Yine bir benzetme yaparsak, ayağımız hep gazda, ama bazı dönemler karbüratöre gaz gitmediğinden araba ya yavaşlıyor ya da motor stop ediyor. Karbüratöre giden gazın kaynağı dış piyasalar. Dış piyasalar Türkiye’ye karşı cömert olduğunda, zaten gaza basılmış olan araba fırlıyor. Dış piyasalar sıkıştığında ya da yurt içindeki ekonomik birimler durumdan memnun olmadıklarında gaza bassanız da araba gitmiyor.
BÜYÜMENİN YOLU
2007 yılı ekonomik büyüme performansı da aynı nedenlerle son altı yılın en kötüsü. Önce 2006 yılı ortasında yaşanan çalkantı, ardından Amerika’daki kötü konut kredilerinin yarattığı olumsuz hava yurt içindeki ekonomik birimleri "bekle-gör" konumuna itti.

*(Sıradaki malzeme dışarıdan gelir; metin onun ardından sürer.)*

//! Graph definition file (`tangle.toml`).
//!
//! ```toml
//! [policy]
//! healthy_threshold = 0.8
//! degraded_threshold = 0.5
//!
//! [[component]]
//! id = "architect"
//! description = "Plans every build"
//! cascade = "all"
//! probe = { kind = "path_exists", path = "plans/" }
//!
//! [[component]]
//! id = "constructor"
//! depends_on = ["architect"]
//! [component.probe]
//! kind = "command"
//! program = "make"
//! args = ["-q", "build"]
//! timeout_ms = 2000
//! ```
//!
//! Relative probe paths resolve against the directory holding the file.

use std::fs;
use std::path::{Path, PathBuf};

use anyhow::{Context, Result};
use serde::Deserialize;
use tangle_core::{CascadeOverride, ComponentSpec, HealthPolicy};

use crate::probes::BoundProbe;

#[derive(Debug, Clone, Deserialize)]
#[serde(deny_unknown_fields)]
pub struct GraphDefinition {
    #[serde(default)]
    pub policy: HealthPolicy,
    #[serde(default, rename = "component")]
    pub components: Vec<ComponentDefinition>,
}

#[derive(Debug, Clone, Deserialize)]
#[serde(deny_unknown_fields)]
pub struct ComponentDefinition {
    pub id: String,
    #[serde(default)]
    pub depends_on: Vec<String>,
    #[serde(default)]
    pub description: Option<String>,
    #[serde(default)]
    pub cascade: Option<CascadeDefinition>,
    #[serde(default)]
    pub probe: ProbeDefinition,
}

/// `cascade = "all"` or `cascade = ["a", "b"]`.
#[derive(Debug, Clone, PartialEq, Eq, Deserialize)]
#[serde(untagged)]
pub enum CascadeDefinition {
    Keyword(CascadeKeyword),
    Components(Vec<String>),
}

#[derive(Debug, Clone, Copy, PartialEq, Eq, Deserialize)]
#[serde(rename_all = "lowercase")]
pub enum CascadeKeyword {
    All,
}

impl From<CascadeDefinition> for CascadeOverride {
    fn from(def: CascadeDefinition) -> Self {
        match def {
            CascadeDefinition::Keyword(CascadeKeyword::All) => Self::All,
            CascadeDefinition::Components(ids) => Self::Components(ids),
        }
    }
}

/// Probe declaration, tagged by `kind`.
#[derive(Debug, Clone, PartialEq, Eq, Deserialize)]
#[serde(tag = "kind", rename_all = "snake_case")]
pub enum ProbeDefinition {
    Static {
        #[serde(default = "default_true")]
        healthy: bool,
        #[serde(default)]
        issues: Vec<String>,
    },
    PathExists {
        path: PathBuf,
    },
    FileNonempty {
        path: PathBuf,
    },
    DirNotEmpty {
        path: PathBuf,
    },
    EnvVar {
        name: String,
    },
    Command {
        program: String,
        #[serde(default)]
        args: Vec<String>,
        #[serde(default = "default_timeout_ms")]
        timeout_ms: u64,
    },
}

impl Default for ProbeDefinition {
    fn default() -> Self {
        Self::Static {
            healthy: true,
            issues: Vec::new(),
        }
    }
}

const fn default_true() -> bool {
    true
}

const fn default_timeout_ms() -> u64 {
    5000
}

impl ProbeDefinition {
    /// Turn the declaration into a runnable probe, resolving relative paths
    /// against `base_dir`.
    pub fn bind(self, base_dir: &Path) -> BoundProbe {
        let resolve = |path: PathBuf| {
            if path.is_absolute() {
                path
            } else {
                base_dir.join(path)
            }
        };
        match self {
            Self::Static { healthy, issues } => BoundProbe::Static { healthy, issues },
            Self::PathExists { path } => BoundProbe::PathExists(resolve(path)),
            Self::FileNonempty { path } => BoundProbe::FileNonempty(resolve(path)),
            Self::DirNotEmpty { path } => BoundProbe::DirNotEmpty(resolve(path)),
            Self::EnvVar { name } => BoundProbe::EnvVar(name),
            Self::Command {
                program,
                args,
                timeout_ms,
            } => BoundProbe::Command {
                program,
                args,
                timeout_ms,
                working_dir: base_dir.to_path_buf(),
            },
        }
    }
}

impl GraphDefinition {
    /// Component declarations with probes bound, in file order.
    pub fn into_specs(self, base_dir: &Path) -> Vec<ComponentSpec> {
        self.components
            .into_iter()
            .map(|component| {
                let mut spec = ComponentSpec::new(component.id, component.probe.bind(base_dir))
                    .depends_on(component.depends_on);
                if let Some(cascade) = component.cascade {
                    spec = spec.cascade(cascade.into());
                }
                if let Some(description) = component.description {
                    spec = spec.description(description);
                }
                spec
            })
            .collect()
    }
}

/// Parse a definition from TOML text.
pub fn parse_definition(content: &str) -> Result<GraphDefinition> {
    toml::from_str::<GraphDefinition>(content).context("invalid graph definition")
}

/// Read and parse the definition at `path`.
pub fn load_definition(path: &Path) -> Result<GraphDefinition> {
    let content =
        fs::read_to_string(path).with_context(|| format!("Failed to read {}", path.display()))?;
    parse_definition(&content).with_context(|| format!("Failed to parse {}", path.display()))
}

/// Directory relative probe paths resolve against.
pub fn base_dir(path: &Path) -> PathBuf {
    match path.parent() {
        Some(parent) if !parent.as_os_str().is_empty() => parent.to_path_buf(),
        _ => PathBuf::from("."),
    }
}
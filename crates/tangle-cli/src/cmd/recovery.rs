//! `tangle recovery [ids...]`: order failed components for restoration.
//!
//! With no ids, the failed set is every component whose own probe currently
//! reports unhealthy.

use std::io::Write;
use std::path::Path;

use clap::Args;
use serde::Serialize;

use crate::output::{OutputMode, render};

/// Arguments for `tangle recovery`.
#[derive(Args, Debug, Default)]
pub struct RecoveryArgs {
    /// Failed component ids. Defaults to the currently unhealthy components.
    pub ids: Vec<String>,
}

#[derive(Debug, Serialize)]
struct RecoveryOutput {
    failed: Vec<String>,
    order: Vec<String>,
}

/// Execute `tangle recovery`.
pub fn run_recovery(
    args: &RecoveryArgs,
    output: OutputMode,
    graph_path: &Path,
) -> anyhow::Result<()> {
    let engine = super::load_engine(graph_path, output)?;

    let failed = if args.ids.is_empty() {
        engine.generate_report().unhealthy_components()
    } else {
        args.ids.clone()
    };
    let order = super::query(output, engine.recovery_order(&failed))?;

    render(output, &RecoveryOutput { failed, order }, render_recovery_human)
}

fn render_recovery_human(payload: &RecoveryOutput, w: &mut dyn Write) -> std::io::Result<()> {
    if payload.order.is_empty() {
        writeln!(w, "Nothing to recover.")?;
        return Ok(());
    }

    writeln!(w, "Recovery order:")?;
    for (step, id) in payload.order.iter().enumerate() {
        writeln!(w, "  {}. {id}", step + 1)?;
    }
    Ok(())
}
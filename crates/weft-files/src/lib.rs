//! File serving for Weft.
//!
//! This crate provides:
//! - [`FileSystem`]: the read-only file system contract, with [`DirFs`]
//!   (an OS directory tree) and [`MemoryFs`] (in-memory, stream-only)
//! - [`HashCache`]: content-hash `ETag`s keyed by file name and
//!   invalidated by modification time
//! - [`FileStore`]: conditional file responses with cached `ETag`s
//! - [`send_path`]: conditional response for one OS path, without `ETag`
//!
//! # Example
//!
//! ```no_run
//! use weft_files::{DirFs, FileStore};
//! use weft_http::RequestMeta;
//!
//! let store = FileStore::new(DirFs::new("public"));
//! let response = store.send_file(&RequestMeta::default(), "css/site.css");
//! ```

mod cache;
mod dir;
mod fs;
mod memory;
mod path;
mod store;

pub use cache::{CacheEntry, HashCache, compute_etag};
pub use dir::{DirFs, InvalidPath};
pub use fs::{File, FileInfo, FileSystem, ReadSeek, Reader};
pub use memory::MemoryFs;
pub use path::send_path;
pub use store::FileStore;
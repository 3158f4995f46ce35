//! Conditional content serving.
//!
//! [`serve_content`] answers a request from a seekable reader, handling
//! `If-Match`, `If-Unmodified-Since`, `If-None-Match`, `If-Modified-Since`,
//! `If-Range` and single byte ranges. Callers supply the metadata (name for
//! the content type, modification time, and optionally a pre-set `ETag`
//! header); this module never computes fingerprints itself.

use std::io::{self, Read, Seek, SeekFrom};
use std::time::{Duration, SystemTime, UNIX_EPOCH};

use axum::body::Body;
use axum::http::header::{self, HeaderMap, HeaderName, HeaderValue};
use axum::http::{Method, Request, StatusCode, request};
use axum::response::Response;

use crate::error::HttpError;

/// Number of leading bytes inspected when sniffing a content type.
const SNIFF_LEN: usize = 512;

/// Size of the chunks a response body is read in.
const CHUNK_SIZE: usize = 64 * 1024;

/// The parts of a request that conditional serving looks at.
#[derive(Clone, Debug, Default)]
pub struct RequestMeta {
    /// Request method.
    pub method: Method,
    /// Request headers.
    pub headers: HeaderMap,
}

impl RequestMeta {
    /// Create request metadata from a method and headers.
    #[must_use]
    pub fn new(method: Method, headers: HeaderMap) -> Self {
        Self { method, headers }
    }

    /// Add a header, ignoring values that are not valid header text.
    #[must_use]
    pub fn with_header(mut self, name: HeaderName, value: &str) -> Self {
        if let Ok(value) = HeaderValue::from_str(value) {
            self.headers.insert(name, value);
        }
        self
    }

    fn header(&self, name: &HeaderName) -> Option<&str> {
        self.headers
            .get(name)
            .and_then(|v| v.to_str().ok())
            .map(str::trim)
            .filter(|v| !v.is_empty())
    }

    fn is_get_or_head(&self) -> bool {
        self.method == Method::GET || self.method == Method::HEAD
    }
}

impl<B> From<&Request<B>> for RequestMeta {
    fn from(req: &Request<B>) -> Self {
        Self::new(req.method().clone(), req.headers().clone())
    }
}

impl From<&request::Parts> for RequestMeta {
    fn from(parts: &request::Parts) -> Self {
        Self::new(parts.method.clone(), parts.headers.clone())
    }
}

/// Serve `reader` as the response to `request`.
///
/// `headers` seeds the response headers; an `ETag` placed there takes part
/// in precondition and `If-Range` evaluation, and a `Content-Type` placed
/// there suppresses detection. Otherwise the content type comes from the
/// extension of `name`, falling back to sniffing the first bytes.
///
/// A `modified` time at the Unix epoch is treated as unknown: no
/// `Last-Modified` header is sent and date preconditions are ignored.
///
/// The body streams the selected bytes from `reader` in fixed-size chunks,
/// each read on the blocking pool, so it must be consumed inside a Tokio
/// runtime.
///
/// # Errors
///
/// Returns a 500 [`HttpError`] if seeking or sniffing `reader` fails. Read
/// failures while streaming abort the body.
pub fn serve_content<R>(
    request: &RequestMeta,
    mut headers: HeaderMap,
    name: &str,
    modified: SystemTime,
    mut reader: R,
) -> Result<Response, HttpError>
where
    R: Read + Seek + Send + 'static,
{
    let modified_secs = unix_seconds(modified);
    if let Some(secs) = modified_secs
        && let Some(value) = format_http_date(secs)
    {
        headers.insert(header::LAST_MODIFIED, value);
    }

    let etag = headers
        .get(header::ETAG)
        .and_then(|v| v.to_str().ok())
        .map(str::to_owned);

    let range_allowed = match evaluate_preconditions(request, etag.as_deref(), modified_secs) {
        Precondition::Failed => {
            return Ok(build(StatusCode::PRECONDITION_FAILED, headers, Body::empty()));
        }
        Precondition::NotModified => {
            headers.remove(header::CONTENT_TYPE);
            headers.remove(header::CONTENT_LENGTH);
            return Ok(build(StatusCode::NOT_MODIFIED, headers, Body::empty()));
        }
        Precondition::Proceed { range_allowed } => range_allowed,
    };

    let size = reader.seek(SeekFrom::End(0)).map_err(HttpError::internal)?;
    reader.seek(SeekFrom::Start(0)).map_err(HttpError::internal)?;

    if !headers.contains_key(header::CONTENT_TYPE) {
        let content_type = match content_type_for(name) {
            Some(ct) => ct,
            None => sniff(&mut reader)?,
        };
        if let Ok(value) = HeaderValue::from_str(&content_type) {
            headers.insert(header::CONTENT_TYPE, value);
        }
    }
    headers.insert(header::ACCEPT_RANGES, HeaderValue::from_static("bytes"));

    let range = if range_allowed {
        request.header(&header::RANGE)
    } else {
        None
    };

    let (status, start, length) = match range.map(|r| parse_range(r, size)) {
        Some(RangeParse::Valid { start, end }) => {
            if let Ok(value) = HeaderValue::from_str(&format!("bytes {start}-{end}/{size}")) {
                headers.insert(header::CONTENT_RANGE, value);
            }
            (StatusCode::PARTIAL_CONTENT, start, end - start + 1)
        }
        Some(RangeParse::NotSatisfiable) => {
            if let Ok(value) = HeaderValue::from_str(&format!("bytes */{size}")) {
                headers.insert(header::CONTENT_RANGE, value);
            }
            headers.insert(
                header::CONTENT_TYPE,
                HeaderValue::from_static("text/plain; charset=utf-8"),
            );
            return Ok(build(
                StatusCode::RANGE_NOT_SATISFIABLE,
                headers,
                Body::from("invalid range: failed to overlap"),
            ));
        }
        Some(RangeParse::Ignore) | None => (StatusCode::OK, 0, size),
    };

    headers.insert(header::CONTENT_LENGTH, HeaderValue::from(length));

    if request.method == Method::HEAD {
        return Ok(build(status, headers, Body::empty()));
    }

    reader
        .seek(SeekFrom::Start(start))
        .map_err(HttpError::internal)?;
    let chunks = futures::stream::try_unfold(reader.take(length), next_chunk);

    Ok(build(status, headers, Body::from_stream(chunks)))
}

/// Read the next body chunk, `None` once `reader` is exhausted.
async fn next_chunk<R>(mut reader: R) -> io::Result<Option<(Vec<u8>, R)>>
where
    R: Read + Send + 'static,
{
    let (reader, chunk) = tokio::task::spawn_blocking(move || {
        let mut chunk = vec![0_u8; CHUNK_SIZE];
        let read = loop {
            match reader.read(&mut chunk) {
                Ok(read) => break read,
                Err(e) if e.kind() == io::ErrorKind::Interrupted => {}
                Err(e) => return Err(e),
            }
        };
        chunk.truncate(read);
        Ok((reader, chunk))
    })
    .await
    .map_err(io::Error::other)??;

    Ok((!chunk.is_empty()).then_some((chunk, reader)))
}

fn build(status: StatusCode, headers: HeaderMap, body: Body) -> Response {
    let mut response = Response::new(body);
    *response.status_mut() = status;
    *response.headers_mut() = headers;
    response
}

/// Outcome of precondition evaluation.
#[derive(Debug, PartialEq, Eq)]
enum Precondition {
    /// 412 Precondition Failed.
    Failed,
    /// 304 Not Modified.
    NotModified,
    /// Serve the content; `range_allowed` is false when `If-Range` failed.
    Proceed { range_allowed: bool },
}

/// Result of evaluating a single conditional header.
#[derive(Clone, Copy, Debug, PartialEq, Eq)]
enum Cond {
    Absent,
    True,
    False,
}

/// Evaluate preconditions in RFC 7232 section 6 order.
fn evaluate_preconditions(
    request: &RequestMeta,
    etag: Option<&str>,
    modified: Option<u64>,
) -> Precondition {
    let mut cond = check_if_match(request, etag);
    if cond == Cond::Absent {
        cond = check_if_unmodified_since(request, modified);
    }
    if cond == Cond::False {
        return Precondition::Failed;
    }

    match check_if_none_match(request, etag) {
        Cond::False => {
            if request.is_get_or_head() {
                return Precondition::NotModified;
            }
            return Precondition::Failed;
        }
        Cond::Absent => {
            if check_if_modified_since(request, modified) == Cond::False {
                return Precondition::NotModified;
            }
        }
        Cond::True => {}
    }

    let range_allowed = request.header(&header::RANGE).is_none()
        || check_if_range(request, etag, modified) != Cond::False;
    Precondition::Proceed { range_allowed }
}

fn check_if_match(request: &RequestMeta, etag: Option<&str>) -> Cond {
    let Some(value) = request.header(&header::IF_MATCH) else {
        return Cond::Absent;
    };
    let matched = value.split(',').map(str::trim).any(|candidate| {
        candidate == "*" || etag.is_some_and(|current| etag_strong_match(candidate, current))
    });
    if matched { Cond::True } else { Cond::False }
}

fn check_if_unmodified_since(request: &RequestMeta, modified: Option<u64>) -> Cond {
    let (Some(value), Some(modified)) = (request.header(&header::IF_UNMODIFIED_SINCE), modified)
    else {
        return Cond::Absent;
    };
    match parse_http_date(value) {
        Some(since) if modified <= since => Cond::True,
        Some(_) => Cond::False,
        None => Cond::Absent,
    }
}

fn check_if_none_match(request: &RequestMeta, etag: Option<&str>) -> Cond {
    let Some(value) = request.header(&header::IF_NONE_MATCH) else {
        return Cond::Absent;
    };
    let matched = value.split(',').map(str::trim).any(|candidate| {
        candidate == "*" || etag.is_some_and(|current| etag_weak_match(candidate, current))
    });
    if matched { Cond::False } else { Cond::True }
}

fn check_if_modified_since(request: &RequestMeta, modified: Option<u64>) -> Cond {
    if !request.is_get_or_head() {
        return Cond::Absent;
    }
    let (Some(value), Some(modified)) = (request.header(&header::IF_MODIFIED_SINCE), modified)
    else {
        return Cond::Absent;
    };
    match parse_http_date(value) {
        Some(since) if modified <= since => Cond::False,
        Some(_) => Cond::True,
        None => Cond::Absent,
    }
}

fn check_if_range(request: &RequestMeta, etag: Option<&str>, modified: Option<u64>) -> Cond {
    if !request.is_get_or_head() {
        return Cond::Absent;
    }
    let Some(value) = request.header(&header::IF_RANGE) else {
        return Cond::Absent;
    };
    if value.starts_with('"') || value.starts_with("W/") {
        return if etag.is_some_and(|current| etag_strong_match(value, current)) {
            Cond::True
        } else {
            Cond::False
        };
    }
    let Some(modified) = modified else {
        return Cond::False;
    };
    match parse_http_date(value) {
        Some(date) if date == modified => Cond::True,
        _ => Cond::False,
    }
}

fn etag_strong_match(a: &str, b: &str) -> bool {
    a == b && !a.is_empty() && a.starts_with('"')
}

fn etag_weak_match(a: &str, b: &str) -> bool {
    let a = a.strip_prefix("W/").unwrap_or(a);
    let b = b.strip_prefix("W/").unwrap_or(b);
    !a.is_empty() && a == b
}

/// Parsed `Range` header.
#[derive(Debug, PartialEq, Eq)]
enum RangeParse {
    /// Inclusive byte range within the content.
    Valid { start: u64, end: u64 },
    /// The range does not overlap the content (416).
    NotSatisfiable,
    /// Malformed, multi-range or non-bytes unit: serve the full content.
    Ignore,
}

/// Parse a single-range `bytes=` header against a content of `size` bytes.
fn parse_range(value: &str, size: u64) -> RangeParse {
    let Some(spec) = value.strip_prefix("bytes=") else {
        return RangeParse::Ignore;
    };
    if spec.contains(',') {
        return RangeParse::Ignore;
    }
    let Some((start, end)) = spec.split_once('-') else {
        return RangeParse::Ignore;
    };
    let (start, end) = (start.trim(), end.trim());

    if start.is_empty() {
        // Suffix range: last N bytes.
        let Ok(suffix) = end.parse::<u64>() else {
            return RangeParse::Ignore;
        };
        if suffix == 0 || size == 0 {
            return RangeParse::NotSatisfiable;
        }
        return RangeParse::Valid {
            start: size.saturating_sub(suffix),
            end: size - 1,
        };
    }

    let Ok(start) = start.parse::<u64>() else {
        return RangeParse::Ignore;
    };
    if start >= size {
        return RangeParse::NotSatisfiable;
    }
    let end = if end.is_empty() {
        size - 1
    } else {
        let Ok(end) = end.parse::<u64>() else {
            return RangeParse::Ignore;
        };
        if end < start {
            return RangeParse::Ignore;
        }
        end.min(size - 1)
    };
    RangeParse::Valid { start, end }
}

/// Content type derived from the name's extension.
fn content_type_for(name: &str) -> Option<String> {
    let mime = mime_guess::from_path(name).first()?;
    if mime.type_() == mime_guess::mime::TEXT && mime.get_param("charset").is_none() {
        Some(format!("{mime}; charset=utf-8"))
    } else {
        Some(mime.to_string())
    }
}

/// Guess a content type from the first bytes of `reader`, then rewind it.
fn sniff<R: Read + Seek>(reader: &mut R) -> Result<String, HttpError> {
    let mut head = Vec::with_capacity(SNIFF_LEN);
    reader
        .by_ref()
        .take(SNIFF_LEN as u64)
        .read_to_end(&mut head)
        .map_err(HttpError::internal)?;
    reader
        .seek(SeekFrom::Start(0))
        .map_err(HttpError::internal)?;
    Ok(detect_content_type(&head).to_owned())
}

fn detect_content_type(head: &[u8]) -> &'static str {
    let trimmed = head
        .iter()
        .position(|b| !b.is_ascii_whitespace())
        .map_or(&[][..], |i| &head[i..]);
    let lowered: Vec<u8> = trimmed.iter().take(14).map(u8::to_ascii_lowercase).collect();
    if lowered.starts_with(b"<!doctype html") || lowered.starts_with(b"<html") {
        return "text/html; charset=utf-8";
    }

    let text = match std::str::from_utf8(head) {
        Ok(_) => true,
        // A multi-byte character cut off by the sniff window is still text.
        Err(e) => e.error_len().is_none(),
    };
    let has_binary = head
        .iter()
        .any(|&b| (b < 0x20 && !matches!(b, b'\t' | b'\n' | b'\r' | 0x0c)) || b == 0x7f);
    if text && !has_binary {
        "text/plain; charset=utf-8"
    } else {
        "application/octet-stream"
    }
}

/// Whole seconds since the Unix epoch, `None` for the epoch itself or earlier.
fn unix_seconds(time: SystemTime) -> Option<u64> {
    let secs = time.duration_since(UNIX_EPOCH).ok()?.as_secs();
    (secs != 0).then_some(secs)
}

fn format_http_date(secs: u64) -> Option<HeaderValue> {
    let date = httpdate::fmt_http_date(UNIX_EPOCH + Duration::from_secs(secs));
    HeaderValue::from_str(&date).ok()
}

/// Seconds since the Unix epoch for an IMF-fixdate, RFC 850 or asctime date.
fn parse_http_date(value: &str) -> Option<u64> {
    let date = httpdate::parse_http_date(value).ok()?;
    Some(date.duration_since(UNIX_EPOCH).ok()?.as_secs())
}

İşbaşındaki hükümet elbette ekonomik büyümenin yeniden yüzde 7’lere (en azından yüzde 5) gelmesini arzu edecektir. Ama, bunun yolu, gaza daha sıkı basmak değil, yurt dışındaki olumsuz havanın dağılmasına dua edip yurt içindeki ekonomik birimlerin ve yurt dışındaki yatırımcıların beklentilerini yeniden olumluya çevirmeye çalışmak olarak görülmelidir. Aksi taktirde, geçmişte olduğu gibi, dış şartlar aynı kaldığında, daha fazla enflasyon yaratmanın dışında bir başarı elde edilemeyecektir!